Chess, the top 40, and Thailand

 I like musicals.  I became an Andrew Lloyd Webber fan around 1989 when Phantom of the Opera was the number one musical.  From there I moved on to his other works.  In this foray into Lloyd Webber’s work, the name Tim Rice kept showing up.  Then Tim Rice’s name showed up with Alan Menken’s on Disney’s Aladdin.  Then I purchased a Tim Rice CD and, lo and behold, a hit from the 1980s was on the CD.  So how did that happen?

                Tim Rice is a lyricist—that is, he writes the words and collaborates with others who write the music to go with his words.  Andrew Lloyd Webber and Tim Rice wrote three musicals together: Joseph and the Amazing Technicolor Dreamcoat, Jesus Christ Superstar, and Evita.  After these, Tim Rice wanted to write a musical about the Cold War.  He decided to take the idea of the Cold War through the chess route.  Wait, what?

                Andrew Lloyd Webber was writing another musical by this time based on a book of poems by T.S. Elliot (thereby not needing a lyricist because the poetry was the lyrics), so he was unable to work on this project.  Someone suggested Tim Rice work with two Swedish men by the names of Benny Andersson and Björn Ulvaeus.  It turns out, these two men were members of a little pop music group called ABBA.

                From this unusual collaboration, a musical about chess and the Cold War was born.  The name of the musical?  Chess. (Surprise, surprise. . .)  I won’t go into the plot too much: there’s chess and a love triangle and Soviets and Americans.  The musical ran in London for three years and on Broadway for two months in the 1980s.  It had some revivals, but nothing really stuck.  At least productions of it haven’t stuck.  The songs, on the other hand. . .

                A concept album for Chess was released prior to the musical production and was well-received.  Some of the songs are still floating around today: Josh Groban sings an amazing version of “Anthem” on his Stages album.  And then there’s that top ten hit from 1985 sung/rapped (more like spoken in rhythm as opposed to actual rap like a rapper would rap) by Murray Head: “One Night in Bangkok.”

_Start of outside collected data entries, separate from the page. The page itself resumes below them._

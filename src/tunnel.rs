//! # Tunnel Supervisor
//!
//! Supervises the external tunnel child process that exposes the local HTTP
//! file server at a generated public URL. The child is a black box: its
//! only contract is the argv we pass, the URL it prints on stdout/stderr,
//! and its exit code. This keeps the underlying tunnel implementation
//! swappable without touching the core.
//!
//! ```text
//! start(port, token)
//!   └─ spawn: <binary> tunnel --url http://127.0.0.1:{port} --no-autoupdate
//!        ├─ reader task (stdout) ──┐
//!        ├─ reader task (stderr) ──┼── first regex match wins → public URL
//!        └─ watchdog: child exit / 30 s timeout → TunnelStartFailed
//! ```

use std::process::Stdio;

use regex::Regex;
use tokio::io::{AsyncBufReadExt, AsyncRead, BufReader};
use tokio::process::{Child, Command};
use tokio::sync::mpsc;
use tokio::task::JoinHandle;

use crate::config::TunnelConfig;
use crate::error::{Error, Result};

/// Supervisor for the tunnel child process.
pub struct TunnelSupervisor {
    config: TunnelConfig,
    child: Option<Child>,
    public_url: Option<String>,
    reader_tasks: Vec<JoinHandle<()>>,
}

impl TunnelSupervisor {
    /// Create an idle supervisor with the given child-process contract.
    pub fn new(config: TunnelConfig) -> Self {
        Self {
            config,
            child: None,
            public_url: None,
            reader_tasks: Vec::new(),
        }
    }

    /// Spawn the tunnel child for `local_port` and wait for its public URL.
    ///
    /// Fails with [`Error::TunnelStartFailed`] when the binary cannot be
    /// spawned, the child exits before printing a URL, or the URL regex
    /// does not match within the configured startup timeout.
    pub async fn start(&mut self, local_port: u16, token: Option<&str>) -> Result<String> {
        if self.child.is_some() {
            return Err(Error::TunnelStartFailed("tunnel already running".into()));
        }

        let pattern = Regex::new(&self.config.url_pattern)
            .map_err(|e| Error::TunnelStartFailed(format!("invalid URL pattern: {e}")))?;

        let mut command = Command::new(&self.config.binary);
        command
            .arg("tunnel")
            .arg("--url")
            .arg(format!("http://127.0.0.1:{local_port}"))
            .arg("--no-autoupdate")
            .stdin(Stdio::null())
            .stdout(Stdio::piped())
            .stderr(Stdio::piped())
            .kill_on_drop(true);
        if let Some(token) = token {
            command.arg("--token").arg(token);
        }

        let mut child = command.spawn().map_err(|e| {
            Error::TunnelStartFailed(format!(
                "cannot run {}: {e}",
                self.config.binary.display()
            ))
        })?;

        // The child may print the URL on either stream; scan both.
        let (url_tx, mut url_rx) = mpsc::channel::<String>(1);
        if let Some(stdout) = child.stdout.take() {
            self.reader_tasks
                .push(spawn_line_scanner(stdout, pattern.clone(), url_tx.clone()));
        }
        if let Some(stderr) = child.stderr.take() {
            self.reader_tasks
                .push(spawn_line_scanner(stderr, pattern, url_tx));
        }

        let outcome = tokio::time::timeout(self.config.startup_timeout, async {
            tokio::select! {
                biased;
                url = url_rx.recv() => url.ok_or_else(|| {
                    Error::TunnelStartFailed("tunnel output ended before a public URL appeared".into())
                }),
                status = child.wait() => {
                    // The URL may have raced the exit; drain once before failing.
                    if let Ok(url) = url_rx.try_recv() {
                        return Ok(url);
                    }
                    let code = status
                        .ok()
                        .and_then(|s| s.code())
                        .map(|c| c.to_string())
                        .unwrap_or_else(|| "unknown".into());
                    Err(Error::TunnelStartFailed(format!(
                        "tunnel exited early (status {code})"
                    )))
                }
            }
        })
        .await;

        match outcome {
            Ok(Ok(url)) => {
                tracing::info!(%url, "tunnel established");
                self.child = Some(child);
                self.public_url = Some(url.clone());
                Ok(url)
            }
            Ok(Err(e)) => {
                self.abort_spawn(child).await;
                Err(e)
            }
            Err(_) => {
                self.abort_spawn(child).await;
                Err(Error::TunnelStartFailed(format!(
                    "no public URL within {:?}",
                    self.config.startup_timeout
                )))
            }
        }
    }

    /// Politely terminate the child, wait up to the grace period, then
    /// force-kill. Idempotent.
    pub async fn stop(&mut self) {
        let Some(mut child) = self.child.take() else {
            return;
        };
        terminate_politely(&mut child);
        if tokio::time::timeout(self.config.stop_grace, child.wait())
            .await
            .is_err()
        {
            tracing::warn!("tunnel ignored termination signal, killing");
            let _ = child.kill().await;
        }
        self.cleanup();
    }

    /// Whether the child is currently alive.
    pub fn is_running(&mut self) -> bool {
        match self.child.as_mut() {
            Some(child) => matches!(child.try_wait(), Ok(None)),
            None => false,
        }
    }

    /// The public URL captured at startup, while the tunnel runs.
    pub fn public_url(&self) -> Option<&str> {
        self.public_url.as_deref()
    }

    async fn abort_spawn(&mut self, mut child: Child) {
        let _ = child.kill().await;
        self.cleanup();
    }

    fn cleanup(&mut self) {
        for task in self.reader_tasks.drain(..) {
            task.abort();
        }
        self.public_url = None;
    }
}

/// Drain one output stream line by line, forwarding the first URL match.
fn spawn_line_scanner(
    stream: impl AsyncRead + Unpin + Send + 'static,
    pattern: Regex,
    url_tx: mpsc::Sender<String>,
) -> JoinHandle<()> {
    tokio::spawn(async move {
        let mut lines = BufReader::new(stream).lines();
        while let Ok(Some(line)) = lines.next_line().await {
            tracing::debug!(target: "quickshare_core::tunnel", line = %line);
            if let Some(found) = pattern.find(&line) {
                // Only the first URL matters; later sends fail harmlessly.
                let _ = url_tx.try_send(found.as_str().to_string());
                return;
            }
        }
    })
}

#[cfg(unix)]
fn terminate_politely(child: &mut Child) {
    if let Some(pid) = child.id() {
        // SIGTERM first; the grace period in stop() covers cleanup time.
        unsafe {
            let _ = libc::kill(pid as libc::pid_t, libc::SIGTERM);
        }
    }
}

#[cfg(not(unix))]
fn terminate_politely(child: &mut Child) {
    let _ = child.start_kill();
}

// ============================================================================
// TESTS
// ============================================================================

                Before I had become familiar with Tim Rice’s work, I was familiar with Tim Rice’s work.  I remember hearing “One Night in Bangkok” on the radio fairly frequently during my formative years.  I remember singing along to the chorus and trying to figure out what the rest of the song was talking about.  It was years later (see above) that I understood that the song was a comparison of what an average male tourist does in Bangkok and what a chess nut does there.  Or something like that.

                So what of these lyrics?  You know, of course, that I misunderheard much of the song.  When one doesn’t realize the song is part of the plot of a musical, much can be missed.

                The radio version starts abruptly because the actual introduction is in contrast to the song’s style, so it does not get played much.  The song begins with the words: “Bangkok, Oriental city. . .”  My mistake. . . it is “Bangkok, Oriental setting.”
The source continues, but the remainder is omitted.